Neither the manufacturers of the hull nor OceanGate’s engineering director at the time of its construction were called to testify.

MBI chair Jason Neubauer said at a press conference after the hearings: “We do not have to obtain testimony from every witness. As long as we get factual information and data from the company, through forensics, and from other witnesses, it’s possible we don’t interview every witness that has been identified.”

Kramer noted that data from 2022, when an explosive bang was heard after the Titan surfaced after a dive to the Titanic, showed a worrying shift in strain in the hull. OceanGate’s then director of engineering, Phil Brooks, testified that he was probably not qualified to analyze that data, and that Rush personally cleared the submersible for its final dives.

Over the last two weeks, multiple witnesses had testified to Rush’s primary role in driving business, engineering, and operational decisions and to his abrasive personality and temper. Matthew McCoy, a technician at OceanGate in 2017 and a former Coast Guard officer, testified today about a conversation he had with Rush about getting the Titan registered and inspected.

McCoy recalled that Rush said that if the Coast Guard became a problem, he would “buy a Congressman and the problem would go away.” McCoy handed in his notice the following day.

What Happens Next

With the conclusion of the public hearings, the Coast Guard’s MBI will now start preparing its final report. That could include a definitive cause of the fatal accident, referrals for criminal investigations, and recommendations for future policy and regulations.
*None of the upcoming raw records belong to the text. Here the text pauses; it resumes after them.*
//! Host containers for HexFS.
//!
//! A [`Container`] is a byte-addressed blob that grows and shrinks on
//! demand, with a chunk-oriented layer on top (all six HexFS container
//! files are arrays of fixed-size chunks). Three interchangeable backends:
//!
//! - in-process memory (a byte vector; tests and throwaway mounts),
//! - a regular file (`pread`/`pwrite`, `ftruncate`, best-effort hole
//!   punching),
//! - a memory-mapped file (page-rounded mapping, remapped on growth; the
//!   on-disk size is restored to the logical size on close).
//!
//! Backends must tolerate concurrent reads and writes to disjoint ranges;
//! size changes are serialized by the owning chunk store.
//!
//! This is the only crate in the workspace that contains `unsafe` code: the
//! mmap calls and the `statvfs`/`sysinfo` probes used for capacity
//! reporting.

use hexfs_error::{HexfsError, Result};
use memmap2::{MmapMut, MmapOptions, RemapOptions};
use parking_lot::RwLock;
use std::ffi::CString;
use std::fs::{File, OpenOptions};
use std::io;
use std::os::unix::ffi::OsStrExt;
use std::os::unix::fs::{FileExt, OpenOptionsExt};
use std::os::unix::io::AsRawFd;
use std::path::{Path, PathBuf};
use std::sync::atomic::{AtomicU64, Ordering};
use tracing::trace;

// ── Capacity probes ─────────────────────────────────────────────────────────

/// Capacity and free space of the filesystem holding `path`.
#[allow(clippy::unnecessary_cast)]
fn statvfs_of(path: &Path) -> Result<(u64, u64)> {
    let cpath = CString::new(path.as_os_str().as_bytes())
        .map_err(|_| HexfsError::InvalidArgument)?;
    let mut buf: libc::statvfs = unsafe { std::mem::zeroed() };
    // SAFETY: cpath is a valid NUL-terminated string and buf is a properly
    // sized out-parameter.
    let rc = unsafe { libc::statvfs(cpath.as_ptr(), &mut buf) };
    if rc != 0 {
        return Err(io::Error::last_os_error().into());
    }
    let capacity = buf.f_blocks as u64 * buf.f_frsize as u64;
    let available = buf.f_bavail as u64 * buf.f_frsize as u64;
    Ok((capacity, available))
}

/// Total and free RAM, for the in-memory backend's capacity report.
#[allow(clippy::unnecessary_cast)]
fn meminfo() -> Result<(u64, u64)> {
    let mut info: libc::sysinfo = unsafe { std::mem::zeroed() };
    // SAFETY: info is a properly sized out-parameter.
    let rc = unsafe { libc::sysinfo(&mut info) };
    if rc != 0 {
        return Err(io::Error::last_os_error().into());
    }
    let unit = info.mem_unit as u64;
    Ok((info.totalram as u64 * unit, info.freeram as u64 * unit))
}

fn page_size() -> u64 {
    // SAFETY: sysconf with a valid name has no preconditions.
    let sz = unsafe { libc::sysconf(libc::_SC_PAGE_SIZE) };
    if sz <= 0 {
        4096
    } else {
        sz.unsigned_abs()
    }
}

fn open_rw(path: &Path) -> Result<File> {
    Ok(OpenOptions::new()
        .read(true)
        .write(true)
        .create(true)
        .truncate(false)
        .mode(0o600)
        .open(path)?)
}

// ── Memory backend ──────────────────────────────────────────────────────────

#[derive(Debug, Default)]
struct MemoryBacking {
    bytes: RwLock<Vec<u8>>,
}

impl MemoryBacking {
    fn size_in_bytes(&self) -> u64 {
        self.bytes.read().len() as u64
    }

    fn read_bytes(&self, offset: u64, buf: &mut [u8]) -> Result<()> {
        let bytes = self.bytes.read();
        let offset = usize::try_from(offset).map_err(|_| HexfsError::InvalidArgument)?;
        let end = offset
            .checked_add(buf.len())
            .ok_or(HexfsError::InvalidArgument)?;
        if end > bytes.len() {
            return Err(HexfsError::from_errno(libc::EIO));
        }
        buf.copy_from_slice(&bytes[offset..end]);
        Ok(())
    }

    fn write_bytes(&self, offset: u64, buf: &[u8]) -> Result<()> {
        let mut bytes = self.bytes.write();
        let offset = usize::try_from(offset).map_err(|_| HexfsError::InvalidArgument)?;
        let end = offset
            .checked_add(buf.len())
            .ok_or(HexfsError::InvalidArgument)?;
        if end > bytes.len() {
            bytes.resize(end, 0);
        }
        bytes[offset..end].copy_from_slice(buf);
        Ok(())
    }

    fn set_size_bytes(&self, size: u64) -> Result<()> {
        let size = usize::try_from(size).map_err(|_| HexfsError::NoSpace)?;
        self.bytes.write().resize(size, 0);
        Ok(())
    }
}

// ── File backend ────────────────────────────────────────────────────────────

#[derive(Debug)]
struct FileBacking {
    path: PathBuf,
    file: File,
}

impl FileBacking {
    fn open(path: &Path) -> Result<Self> {
        Ok(Self {
            path: path.to_path_buf(),
            file: open_rw(path)?,
        })
    }

    fn size_in_bytes(&self) -> Result<u64> {
        Ok(self.file.metadata()?.len())
    }

    fn read_bytes(&self, mut offset: u64, mut buf: &mut [u8]) -> Result<()> {
        while !buf.is_empty() {
            let n = self.file.read_at(buf, offset)?;
            if n == 0 {
                return Err(HexfsError::from_errno(libc::EIO));
            }
            let rest = buf;
            buf = &mut rest[n..];
            offset += n as u64;
        }
        Ok(())
    }

    fn write_bytes(&self, mut offset: u64, mut buf: &[u8]) -> Result<()> {
        while !buf.is_empty() {
            let n = self.file.write_at(buf, offset)?;
            buf = &buf[n..];
            offset += n as u64;
        }
        Ok(())
    }

    fn punch_hole_bytes(&self, offset: u64, size: u64) {
        #[allow(clippy::cast_possible_wrap)]
        // SAFETY: plain fd-based syscall; the fd is owned by self.file.
        let rc = unsafe {
            libc::fallocate(
                self.file.as_raw_fd(),
                libc::FALLOC_FL_PUNCH_HOLE | libc::FALLOC_FL_KEEP_SIZE,
                offset as libc::off_t,
                size as libc::off_t,
            )
        };
        if rc != 0 {
            // Not all filesystems support this; the bitmap already records
            // the chunk as free, so the structure stays valid.
            trace!(
                path = %self.path.display(),
                offset,
                size,
                "hole punch unsupported or failed; continuing"
            );
        }
    }

    fn set_size_bytes(&self, size: u64) -> Result<()> {
        self.file.set_len(size)?;
        Ok(())
    }
}

// ── Mmap backend ────────────────────────────────────────────────────────────

#[derive(Debug)]
struct MmapState {
    file: Option<File>,
    map: Option<MmapMut>,
    /// Mapped length: logical size rounded up to the page size, at least one
    /// page.
    mapped_len: u64,
    /// Logical size in bytes; the file is truncated back to this on close.
    logical_size: u64,
}

#[derive(Debug)]
struct MmapBacking {
    path: PathBuf,
    page_size: u64,
    state: RwLock<MmapState>,
}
The Titan’s hull and viewport featured prominently in expert testimony about potential physical causes of the implosion. Regardless of which component ultimately failed, witnesses have leveled criticism at everyone from designers and manufacturers to OceanGate’s operational team and executive decisionmaking. This might make it difficult to ever fix on a single cause or to single out individuals who were to blame, with the exception of Stockton Rush.

The Coast Guard’s questioning in recent days makes it easier to predict the service’s policy recommendations. It seems likely that the MBI will suggest revamping and updating regulations on submersibles, including expanding oversight of their construction, registration, and operation. Several submersible industry witnesses hoped that the Titan tragedy might even spur changes that make it simpler for responsible organizations to operate underwater vessels in US waters.

All of this is likely to take some time. Neubauer said today that the investigation would continue for months, although some MBI reports have taken much longer to be published. Rule changes will take years more. In the meantime, the NTSB is working on its own report, as are the governments of at least Canada and France.

Apart from appearances by its lawyers at the hearing, OceanGate has ceased all operations. It is facing a $50 million lawsuit from the estate of one of the Titan’s passengers, and further legal action is likely in the months ahead.

For some who paid to dive in the Titan, its loss represents the end of an era for deep ocean adventure. “It was never sold as a Disney ride,” testified Renata Rojas, a customer who went to the Titanic in 2022, last week. “Neil Armstrong didn’t ask if the Apollo rocket was classed. He just got in it and went. It was a voyage of exploration.”

While the Titan is now little more than fragments of carbon fiber and titanium in an NTSB lab, ripples from its implosion will continue to be felt for many years to come.